Stored records
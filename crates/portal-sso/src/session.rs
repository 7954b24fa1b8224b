//! Session issuance
//!
//! Resolves a validated identity to a local account (find-or-create) and
//! issues a signed session token. The token is self-verifying, but a session
//! row is always persisted too: server-side revocation on logout or timeout
//! needs it.

use std::sync::Arc;

use async_trait::async_trait;
use chrono::{DateTime, Duration, Utc};
use dashmap::DashMap;
use jsonwebtoken::{decode, encode, DecodingKey, EncodingKey, Header, Validation};
use serde::{Deserialize, Serialize};
use uuid::Uuid;

use portal_common::{AuthError, AuthResult, IdentityRecord, ProviderKind, SessionCredential};

/// Local portal account
#[derive(Debug, Clone, Serialize, Deserialize)]
pub struct LocalUser {
    pub id: Uuid,
    pub email: String,
    pub display_name: String,
    pub department: String,
    pub role: String,
    /// Present only for accounts that may use the local-password fallback
    pub password_hash: Option<String>,
    /// SSO linkage: provider-scoped subject identifier
    pub external_id: Option<String>,
    /// SSO linkage: which provider vouched for this account
    pub provider: Option<ProviderKind>,
    pub created_at: DateTime<Utc>,
    pub last_login_at: Option<DateTime<Utc>>,
}

/// Persisted session row backing a credential
#[derive(Debug, Clone, Serialize, Deserialize)]
pub struct SessionRow {
    pub id: Uuid,
    pub user_id: Uuid,
    pub token: String,
    pub created_at: DateTime<Utc>,
    pub expires_at: DateTime<Utc>,
    pub last_activity_at: DateTime<Utc>,
}

/// User-account store collaborator.
#[async_trait]
pub trait UserStore: Send + Sync {
    async fn find_by_email(&self, email: &str) -> AuthResult<Option<LocalUser>>;
    async fn find_by_linkage(
        &self,
        external_id: &str,
        provider: ProviderKind,
    ) -> AuthResult<Option<LocalUser>>;
    async fn insert(&self, user: LocalUser) -> AuthResult<()>;
    async fn update(&self, user: LocalUser) -> AuthResult<()>;
}

/// Session store collaborator.
#[async_trait]
pub trait SessionStore: Send + Sync {
    async fn create(&self, row: SessionRow) -> AuthResult<()>;
    async fn delete_by_token(&self, token: &str) -> AuthResult<bool>;
    async fn touch(&self, token: &str, at: DateTime<Utc>) -> AuthResult<bool>;
    async fn find_by_token(&self, token: &str) -> AuthResult<Option<SessionRow>>;
}

/// Session issuance configuration
#[derive(Debug, Clone, Serialize, Deserialize)]
pub struct SessionConfig {
    /// HS256 secret signing session tokens
    pub token_secret: String,
    /// Absolute session lifetime, hours
    #[serde(default = "default_session_ttl_hours")]
    pub session_ttl_hours: i64,
    /// Role granted to accounts created on first SSO login
    #[serde(default = "default_role")]
    pub default_role: String,
}

fn default_session_ttl_hours() -> i64 {
    24
}

fn default_role() -> String {
    "requester".to_string()
}

/// Claims carried inside a session token
#[derive(Debug, Serialize, Deserialize)]
pub struct SessionClaims {
    pub sub: String,
    pub email: String,
    pub role: String,
    /// Session row id, for revocation lookups
    pub sid: String,
    pub iat: i64,
    pub exp: i64,
}

/// Issues signed sessions backed by persisted rows.
pub struct SessionIssuer {
    users: Arc<dyn UserStore>,
    sessions: Arc<dyn SessionStore>,
    config: SessionConfig,
}

impl SessionIssuer {
    pub fn new(
        users: Arc<dyn UserStore>,
        sessions: Arc<dyn SessionStore>,
        config: SessionConfig,
    ) -> Self {
        Self {
            users,
            sessions,
            config,
        }
    }

    /// Resolve the canonical identity to a local account and issue a session.
    pub async fn issue_session(&self, record: &IdentityRecord) -> AuthResult<SessionCredential> {
        let user = self.resolve_local_user(record).await?;
        self.issue_for_user(&user).await
    }

    /// Sign a token for an already-resolved account and persist its row.
    pub async fn issue_for_user(&self, user: &LocalUser) -> AuthResult<SessionCredential> {
        let now = Utc::now();
        let expires_at = now + Duration::hours(self.config.session_ttl_hours);
        let session_id = Uuid::new_v4();

        let claims = SessionClaims {
            sub: user.id.to_string(),
            email: user.email.clone(),
            role: user.role.clone(),
            sid: session_id.to_string(),
            iat: now.timestamp(),
            exp: expires_at.timestamp(),
        };
        let token = encode(
            &Header::default(),
            &claims,
            &EncodingKey::from_secret(self.config.token_secret.as_bytes()),
        )
        .map_err(|e| AuthError::TokenSigning(e.to_string()))?;

        self.sessions
            .create(SessionRow {
                id: session_id,
                user_id: user.id,
                token: token.clone(),
                created_at: now,
                expires_at,
                last_activity_at: now,
            })
            .await?;

        tracing::info!(user = %user.id, session = %session_id, "session issued");
        Ok(SessionCredential {
            session_id,
            user_id: user.id,
            token,
            issued_at: now,
            expires_at,
        })
    }

    /// Decode and verify a session token's signature and expiry.
    pub fn decode_credential(&self, token: &str) -> AuthResult<SessionClaims> {
        decode::<SessionClaims>(
            token,
            &DecodingKey::from_secret(self.config.token_secret.as_bytes()),
            &Validation::default(),
        )
        .map(|data| data.claims)
        .map_err(|e| AuthError::SessionStore(format!("token rejected: {e}")))
    }

    /// Server-side revocation (logout). Returns whether a row was removed.
    pub async fn revoke_session(&self, token: &str) -> AuthResult<bool> {
        self.sessions.delete_by_token(token).await
    }

    /// Update the session row's last-activity timestamp.
    pub async fn touch_session(&self, token: &str) -> AuthResult<bool> {
        self.sessions.touch(token, Utc::now()).await
    }

    async fn resolve_local_user(&self, record: &IdentityRecord) -> AuthResult<LocalUser> {
        let existing = match self.users.find_by_email(&record.email).await? {
            Some(user) => Some(user),
            None => {
                self.users
                    .find_by_linkage(&record.external_id, record.provider)
                    .await?
            }
        };

        match existing {
            Some(mut user) => {
                user.last_login_at = Some(Utc::now());
                user.external_id = Some(record.external_id.clone());
                user.provider = Some(record.provider);
                self.users.update(user.clone()).await?;
                Ok(user)
            }
            None => {
                let user = LocalUser {
                    id: Uuid::new_v4(),
                    email: record.email.clone(),
                    display_name: record.display_name.clone(),
                    department: record.department.clone(),
                    role: self.config.default_role.clone(),
                    password_hash: None,
                    external_id: Some(record.external_id.clone()),
                    provider: Some(record.provider),
                    created_at: Utc::now(),
                    last_login_at: Some(Utc::now()),
                };
                self.users.insert(user.clone()).await?;
                tracing::info!(user = %user.id, provider = %record.provider, "local account created on first SSO login");
                Ok(user)
            }
        }
    }
}

/// In-memory user store, the reference implementation used by tests and
/// single-node deployments.
#[derive(Default)]
pub struct InMemoryUserStore {
    users: DashMap<Uuid, LocalUser>,
}

impl InMemoryUserStore {
    pub fn new() -> Self {
        Self::default()
    }

    /// Seed an account, for tests and bootstrap.
    pub fn add(&self, user: LocalUser) {
        self.users.insert(user.id, user);
    }
}

#[async_trait]
impl UserStore for InMemoryUserStore {
    async fn find_by_email(&self, email: &str) -> AuthResult<Option<LocalUser>> {
        Ok(self
            .users
            .iter()
            .find(|u| u.email.eq_ignore_ascii_case(email))
            .map(|u| u.clone()))
    }

    async fn find_by_linkage(
        &self,
        external_id: &str,
        provider: ProviderKind,
    ) -> AuthResult<Option<LocalUser>> {
        Ok(self
            .users
            .iter()
            .find(|u| {
                u.external_id.as_deref() == Some(external_id) && u.provider == Some(provider)
            })
            .map(|u| u.clone()))
    }

    async fn insert(&self, user: LocalUser) -> AuthResult<()> {
        self.users.insert(user.id, user);
        Ok(())
    }

    async fn update(&self, user: LocalUser) -> AuthResult<()> {
        if !self.users.contains_key(&user.id) {
            return Err(AuthError::UserStore(format!("unknown user {}", user.id)));
        }
        self.users.insert(user.id, user);
        Ok(())
    }
}

/// In-memory session store keyed by token.
#[derive(Default)]
pub struct InMemorySessionStore {
    rows: DashMap<String, SessionRow>,
}

impl InMemorySessionStore {
    pub fn new() -> Self {
        Self::default()
    }
}

#[async_trait]
impl SessionStore for InMemorySessionStore {
    async fn create(&self, row: SessionRow) -> AuthResult<()> {
        self.rows.insert(row.token.clone(), row);
        Ok(())
    }

    async fn delete_by_token(&self, token: &str) -> AuthResult<bool> {
        Ok(self.rows.remove(token).is_some())
    }

    async fn touch(&self, token: &str, at: DateTime<Utc>) -> AuthResult<bool> {
        match self.rows.get_mut(token) {
            Some(mut row) => {
                row.last_activity_at = at;
                Ok(true)
            }
            None => Ok(false),
        }
    }

    async fn find_by_token(&self, token: &str) -> AuthResult<Option<SessionRow>> {
        Ok(self.rows.get(token).map(|r| r.clone()))
    }
}
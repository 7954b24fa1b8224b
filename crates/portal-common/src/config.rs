//! Provider configuration
//!
//! One immutable config object per identity provider, loaded at startup.
//! Reload means replacing the whole object; nothing mutates mid-request.

use serde::{Deserialize, Serialize};

/// Configuration for one SAML 2.0 identity provider
#[derive(Debug, Clone, Serialize, Deserialize)]
pub struct SamlProviderConfig {
    /// Provider identifier used for health tracking and routing
    pub provider_id: String,
    /// IdP entity identifier expected in `Issuer`
    pub idp_entity_id: String,
    /// IdP single sign-on entry URL (also the reachability-probe target)
    pub idp_sso_url: String,
    /// IdP signing certificate (PEM) handed to the signature verifier
    pub idp_certificate: String,
    /// Our service-provider entity id, checked against audience restrictions
    pub sp_entity_id: String,
    /// Assertion Consumer Service URL, checked against recipient fields
    pub sp_acs_url: String,
    /// Tolerated clock skew for time conditions, seconds
    #[serde(default = "default_clock_skew_secs")]
    pub clock_skew_secs: i64,
    /// Reject responses that carry no signature element
    #[serde(default = "default_true")]
    pub require_signature: bool,
    /// How to treat a repeated assertion identifier
    #[serde(default)]
    pub replay_policy: ReplayPolicy,
    /// Attribute dialect accepted from this IdP
    #[serde(default)]
    pub attribute_mapping: AttributeMapping,
}

/// Configuration for one OAuth 2.0 authorization-code provider
#[derive(Debug, Clone, Serialize, Deserialize)]
pub struct OauthProviderConfig {
    /// Provider identifier used for health tracking and routing
    pub provider_id: String,
    /// OAuth client id
    pub client_id: String,
    /// OAuth client secret, sent in the token-request Authorization header
    pub client_secret: String,
    /// Authorization endpoint (also the reachability-probe target)
    pub authorize_url: String,
    /// Token endpoint
    pub token_url: String,
    /// Userinfo endpoint
    pub userinfo_url: String,
    /// Our registered redirect URI
    pub callback_url: String,
    /// Scopes requested on the front channel
    #[serde(default = "default_scopes")]
    pub scopes: Vec<String>,
    /// Server-side secret signing anti-CSRF state tokens
    pub state_secret: String,
    /// Maximum accepted state-token age, seconds
    #[serde(default = "default_state_max_age_secs")]
    pub state_max_age_secs: i64,
    /// Timeout applied to token-exchange and userinfo calls, seconds
    #[serde(default = "default_request_timeout_secs")]
    pub request_timeout_secs: u64,
    /// Claim dialect accepted from the userinfo endpoint
    #[serde(default)]
    pub attribute_mapping: AttributeMapping,
}

/// A configured identity provider
#[derive(Debug, Clone, Serialize, Deserialize)]
#[serde(tag = "kind", rename_all = "snake_case")]
pub enum ProviderConfig {
    /// SAML 2.0 POST binding
    Saml(SamlProviderConfig),
    /// OAuth 2.0 authorization-code grant
    Oauth(OauthProviderConfig),
}

impl ProviderConfig {
    /// Provider identifier
    pub fn provider_id(&self) -> &str {
        match self {
            ProviderConfig::Saml(c) => &c.provider_id,
            ProviderConfig::Oauth(c) => &c.provider_id,
        }
    }

    /// URL probed by the availability monitor
    pub fn probe_url(&self) -> &str {
        match self {
            ProviderConfig::Saml(c) => &c.idp_sso_url,
            ProviderConfig::Oauth(c) => &c.authorize_url,
        }
    }
}

/// Replay handling for repeated assertion identifiers
#[derive(Debug, Clone, Copy, Default, PartialEq, Eq, Serialize, Deserialize)]
#[serde(rename_all = "snake_case")]
pub enum ReplayPolicy {
    /// Repeat within the validity window is a hard reject
    #[default]
    Reject,
    /// Repeat is logged as a security warning and allowed through
    Warn,
}

/// Canonical identity field -> accepted source attribute names.
///
/// Lookups are case-insensitive; long-form URN claim names and short
/// dialects live in the same list so new IdP dialects are additive.
#[derive(Debug, Clone, Serialize, Deserialize)]
pub struct AttributeMapping {
    /// Accepted names for the email attribute
    pub email: Vec<String>,
    /// Accepted names for the display-name attribute
    pub display_name: Vec<String>,
    /// Accepted names for the department attribute
    pub department: Vec<String>,
    /// Accepted names for the provider-scoped subject identifier
    pub external_id: Vec<String>,
}

impl Default for AttributeMapping {
    fn default() -> Self {
        Self {
            email: vec![
                "email".into(),
                "mail".into(),
                "emailaddress".into(),
                "http://schemas.xmlsoap.org/ws/2005/05/identity/claims/emailaddress".into(),
                "urn:oid:0.9.2342.19200300.100.1.3".into(),
            ],
            display_name: vec![
                "name".into(),
                "displayname".into(),
                "cn".into(),
                "http://schemas.xmlsoap.org/ws/2005/05/identity/claims/name".into(),
                "urn:oid:2.5.4.3".into(),
            ],
            department: vec![
                "department".into(),
                "ou".into(),
                "division".into(),
                "http://schemas.xmlsoap.org/ws/2005/05/identity/claims/department".into(),
            ],
            external_id: vec!["sub".into(), "id".into(), "user_id".into(), "uid".into()],
        }
    }
}

impl AttributeMapping {
    /// Case-insensitive membership test against one canonical field's list.
    pub fn matches(accepted: &[String], candidate: &str) -> bool {
        accepted.iter().any(|a| a.eq_ignore_ascii_case(candidate))
    }
}

fn default_clock_skew_secs() -> i64 {
    60
}

fn default_true() -> bool {
    true
}

fn default_scopes() -> Vec<String> {
    vec!["openid".into(), "profile".into(), "email".into()]
}

fn default_state_max_age_secs() -> i64 {
    600
}

fn default_request_timeout_secs() -> u64 {
    10
}
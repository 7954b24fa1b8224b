//! Portal Resilience - Provider availability monitoring
//!
//! Continuous per-provider health probing with autonomous degradation to a
//! local-password fallback and debounced recovery.
//!
//! Per provider the monitor runs one independent timer task, so a slow probe
//! against one IdP cannot delay another's schedule. Live authentication
//! failures are reported into the same per-provider record through
//! [`AvailabilityMonitor::handle_failure`], so an IdP that fails on real
//! traffic degrades between scheduled probes too.
//!
//! State machine per provider:
//!
//! ```text
//!            failures >= threshold                probe ok, counter == 0
//!  Healthy ──────────────────────► Degraded ───────────────────────► Healthy
//!                                      │
//!            operator flag, checked first, overrides both
//!  * ─────────────────────────────► Maintenance
//! ```
//!
//! A single probe success while failures are still accruing resets the
//! counter but does not leave Degraded; only the next success, arriving with
//! the counter already at zero, completes recovery. This debounce keeps a
//! flapping IdP from oscillating in and out of fallback.

#![warn(missing_docs)]

pub mod health;

use std::sync::atomic::{AtomicBool, Ordering};
use std::sync::{Arc, Weak};
use std::time::{Duration, Instant};

use dashmap::DashMap;
use parking_lot::Mutex;
use serde::{Deserialize, Serialize};
use tokio::task::JoinHandle;

pub use health::{HttpProbe, ProbeTarget, ProviderHealth, ReachabilityProbe};

/// What the gateway should do for a provider right now
#[derive(Debug, Clone, Copy, PartialEq, Eq, Serialize, Deserialize)]
#[serde(rename_all = "snake_case")]
pub enum FallbackStrategy {
    /// Provider degraded and local passwords are enabled; authenticate locally
    LocalAuth,
    /// Operator override; answer "try again later" for every provider
    MaintenanceMode,
    /// Default: attempt live SSO, or retry shortly if it just failed
    QueueRequests,
}

/// Monitor configuration
#[derive(Debug, Clone, Serialize, Deserialize)]
pub struct MonitorConfig {
    /// Seconds between scheduled probes per provider
    #[serde(default = "default_probe_interval_secs")]
    pub probe_interval_secs: u64,
    /// Seconds between recovery probes while a provider is in fallback
    #[serde(default = "default_recovery_interval_secs")]
    pub recovery_interval_secs: u64,
    /// Per-probe timeout, seconds; a timeout counts as a failure
    #[serde(default = "default_probe_timeout_secs")]
    pub probe_timeout_secs: u64,
    /// Consecutive failures before fallback engages
    #[serde(default = "default_fallback_after_failures")]
    pub fallback_after_failures: u32,
    /// Whether local-password fallback may be offered at all
    #[serde(default = "default_true")]
    pub local_auth_enabled: bool,
}

impl Default for MonitorConfig {
    fn default() -> Self {
        Self {
            probe_interval_secs: default_probe_interval_secs(),
            recovery_interval_secs: default_recovery_interval_secs(),
            probe_timeout_secs: default_probe_timeout_secs(),
            fallback_after_failures: default_fallback_after_failures(),
            local_auth_enabled: true,
        }
    }
}

fn default_probe_interval_secs() -> u64 {
    30
}

fn default_recovery_interval_secs() -> u64 {
    60
}

fn default_probe_timeout_secs() -> u64 {
    5
}

fn default_fallback_after_failures() -> u32 {
    3
}

fn default_true() -> bool {
    true
}

/// Availability monitor and circuit breaker.
///
/// Owns all `ProviderHealth` records. Each record has a single writer: the
/// provider's own probe task, or a live-traffic failure report serialized
/// behind the same per-key lock.
pub struct AvailabilityMonitor {
    config: MonitorConfig,
    probe: Arc<dyn ReachabilityProbe>,
    health: DashMap<String, ProviderHealth>,
    targets: DashMap<String, ProbeTarget>,
    maintenance: AtomicBool,
    running: AtomicBool,
    tasks: Mutex<Vec<JoinHandle<()>>>,
    // Handle back to the owning Arc so probe/recovery tasks can be spawned
    // from &self call sites.
    weak: Weak<AvailabilityMonitor>,
}

impl AvailabilityMonitor {
    /// Create a monitor with the default HTTP probe.
    pub fn new(config: MonitorConfig) -> Arc<Self> {
        let timeout = Duration::from_secs(config.probe_timeout_secs);
        Self::with_probe(config, Arc::new(HttpProbe::new(timeout)))
    }

    /// Create a monitor with a custom probe implementation.
    pub fn with_probe(config: MonitorConfig, probe: Arc<dyn ReachabilityProbe>) -> Arc<Self> {
        Arc::new_cyclic(|weak| Self {
            config,
            probe,
            health: DashMap::new(),
            targets: DashMap::new(),
            maintenance: AtomicBool::new(false),
            running: AtomicBool::new(false),
            tasks: Mutex::new(Vec::new()),
            weak: weak.clone(),
        })
    }

    /// Register a provider for health accounting without scheduling probes.
    pub fn track(&self, target: ProbeTarget) {
        self.health
            .entry(target.provider_id.clone())
            .or_insert_with(|| ProviderHealth::new(&target.provider_id));
        self.targets.insert(target.provider_id.clone(), target);
    }

    /// Start one independent probe task per provider, firing an immediate
    /// first probe.
    pub fn start_health_checks(&self, targets: Vec<ProbeTarget>) {
        self.running.store(true, Ordering::SeqCst);
        let interval = Duration::from_secs(self.config.probe_interval_secs);

        for target in targets {
            let provider_id = target.provider_id.clone();
            self.track(target);

            let Some(monitor) = self.weak.upgrade() else {
                return;
            };
            let handle = tokio::spawn(async move {
                loop {
                    if !monitor.running.load(Ordering::SeqCst) {
                        break;
                    }
                    monitor.check_availability(&provider_id).await;
                    tokio::time::sleep(interval).await;
                }
            });
            self.tasks.lock().push(handle);
        }
    }

    /// Halt all probe and recovery tasks. Health records are kept.
    pub fn stop(&self) {
        self.running.store(false, Ordering::SeqCst);
        for handle in self.tasks.lock().drain(..) {
            handle.abort();
        }
    }

    /// Probe one provider now and fold the result into its health record.
    pub async fn check_availability(&self, provider_id: &str) {
        let Some(target) = self.targets.get(provider_id).map(|t| t.clone()) else {
            tracing::debug!(provider = provider_id, "probe requested for untracked provider");
            return;
        };

        let started = Instant::now();
        let result = self.probe.check(&target).await;
        let elapsed_ms = started.elapsed().as_millis() as u64;

        match result {
            Ok(()) => self.record_success(provider_id, elapsed_ms),
            Err(error) => {
                tracing::debug!(provider = provider_id, error = %error, "probe failed");
                self.record_failure(provider_id, &error);
            }
        }
    }

    /// Live-traffic failure hook.
    ///
    /// Called by the OAuth flow client (and any other live path) so real
    /// traffic degrades a provider between scheduled probes.
    pub fn handle_failure(&self, provider_id: &str, error: &str) {
        self.health
            .entry(provider_id.to_string())
            .or_insert_with(|| ProviderHealth::new(provider_id));
        self.record_failure(provider_id, error);
    }

    /// Current strategy for a provider: Maintenance first, then degraded
    /// fallback, then the default.
    pub fn get_fallback_strategy(&self, provider_id: &str) -> FallbackStrategy {
        if self.maintenance.load(Ordering::SeqCst) {
            return FallbackStrategy::MaintenanceMode;
        }
        if self.is_degraded(provider_id) && self.config.local_auth_enabled {
            return FallbackStrategy::LocalAuth;
        }
        FallbackStrategy::QueueRequests
    }

    /// Whether the failure counter has crossed the fallback threshold.
    pub fn is_degraded(&self, provider_id: &str) -> bool {
        self.health
            .get(provider_id)
            .map(|h| h.consecutive_failures >= self.config.fallback_after_failures)
            .unwrap_or(false)
    }

    /// Snapshot of one provider's health, `None` if untracked.
    pub fn get_provider_health(&self, provider_id: &str) -> Option<ProviderHealth> {
        self.health.get(provider_id).map(|h| h.clone())
    }

    /// Clear a provider's failure accounting and leave fallback.
    pub fn reset(&self, provider_id: &str) {
        if let Some(mut h) = self.health.get_mut(provider_id) {
            h.consecutive_failures = 0;
            h.fallback_active = false;
            h.healthy = true;
            h.last_error = None;
        }
    }

    /// Operator maintenance override, highest precedence.
    pub fn set_maintenance(&self, active: bool) {
        tracing::info!(active, "maintenance mode changed");
        self.maintenance.store(active, Ordering::SeqCst);
    }

    /// Whether the operator override is set.
    pub fn maintenance_active(&self) -> bool {
        self.maintenance.load(Ordering::SeqCst)
    }

    /// Whether local-password fallback is enabled in this deployment.
    pub fn local_auth_enabled(&self) -> bool {
        self.config.local_auth_enabled
    }

    fn record_success(&self, provider_id: &str, elapsed_ms: u64) {
        let Some(mut h) = self.health.get_mut(provider_id) else {
            return;
        };
        h.last_checked_at = Some(chrono::Utc::now());
        h.last_response_time_ms = Some(elapsed_ms);
        h.last_error = None;
        h.healthy = true;

        // Recovery is evaluated against the counter as it stood when the
        // probe succeeded: a first success after failures resets the counter
        // but stays in fallback; the next clean success completes recovery.
        if h.fallback_active && h.consecutive_failures == 0 {
            h.fallback_active = false;
            tracing::info!(provider = provider_id, "provider recovered, fallback cleared");
        }
        h.consecutive_failures = 0;
    }

    fn record_failure(&self, provider_id: &str, error: &str) {
        let mut entered_fallback = false;
        {
            let Some(mut h) = self.health.get_mut(provider_id) else {
                return;
            };
            h.last_checked_at = Some(chrono::Utc::now());
            h.last_error = Some(error.to_string());
            h.healthy = false;
            h.consecutive_failures = h.consecutive_failures.saturating_add(1);

            if !h.fallback_active && h.consecutive_failures >= self.config.fallback_after_failures
            {
                h.fallback_active = true;
                entered_fallback = true;
                tracing::warn!(
                    provider = provider_id,
                    failures = h.consecutive_failures,
                    "provider degraded, fallback engaged"
                );
            }
        }
        if entered_fallback {
            self.spawn_recovery_loop(provider_id);
        }
    }

    /// Dedicated recovery probing while a provider sits in fallback,
    /// independent of its regular probe schedule.
    fn spawn_recovery_loop(&self, provider_id: &str) {
        if !self.running.load(Ordering::SeqCst) {
            return;
        }
        {
            let Some(mut h) = self.health.get_mut(provider_id) else {
                return;
            };
            if h.recovery_running {
                return;
            }
            h.recovery_running = true;
        }

        let Some(monitor) = self.weak.upgrade() else {
            return;
        };
        let provider_id = provider_id.to_string();
        let interval = Duration::from_secs(self.config.recovery_interval_secs);
        let handle = tokio::spawn(async move {
            loop {
                tokio::time::sleep(interval).await;
                if !monitor.running.load(Ordering::SeqCst) {
                    break;
                }
                let still_degraded = monitor
                    .health
                    .get(&provider_id)
                    .map(|h| h.fallback_active)
                    .unwrap_or(false);
                if !still_degraded {
                    break;
                }
                monitor.check_availability(&provider_id).await;
            }
            if let Some(mut h) = monitor.health.get_mut(&provider_id) {
                h.recovery_running = false;
            }
        });
        self.tasks.lock().push(handle);
    }
}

• **Problem to work on**:
Filter the data above down to lines with the word "MonitorConfig", and copy them.

• **Expected answer**:
pub struct MonitorConfig {
impl Default for MonitorConfig {
    config: MonitorConfig,
    pub fn new(config: MonitorConfig) -> Arc<Self> {
    pub fn with_probe(config: MonitorConfig, probe: Arc<dyn ReachabilityProbe>) -> Arc<Self> {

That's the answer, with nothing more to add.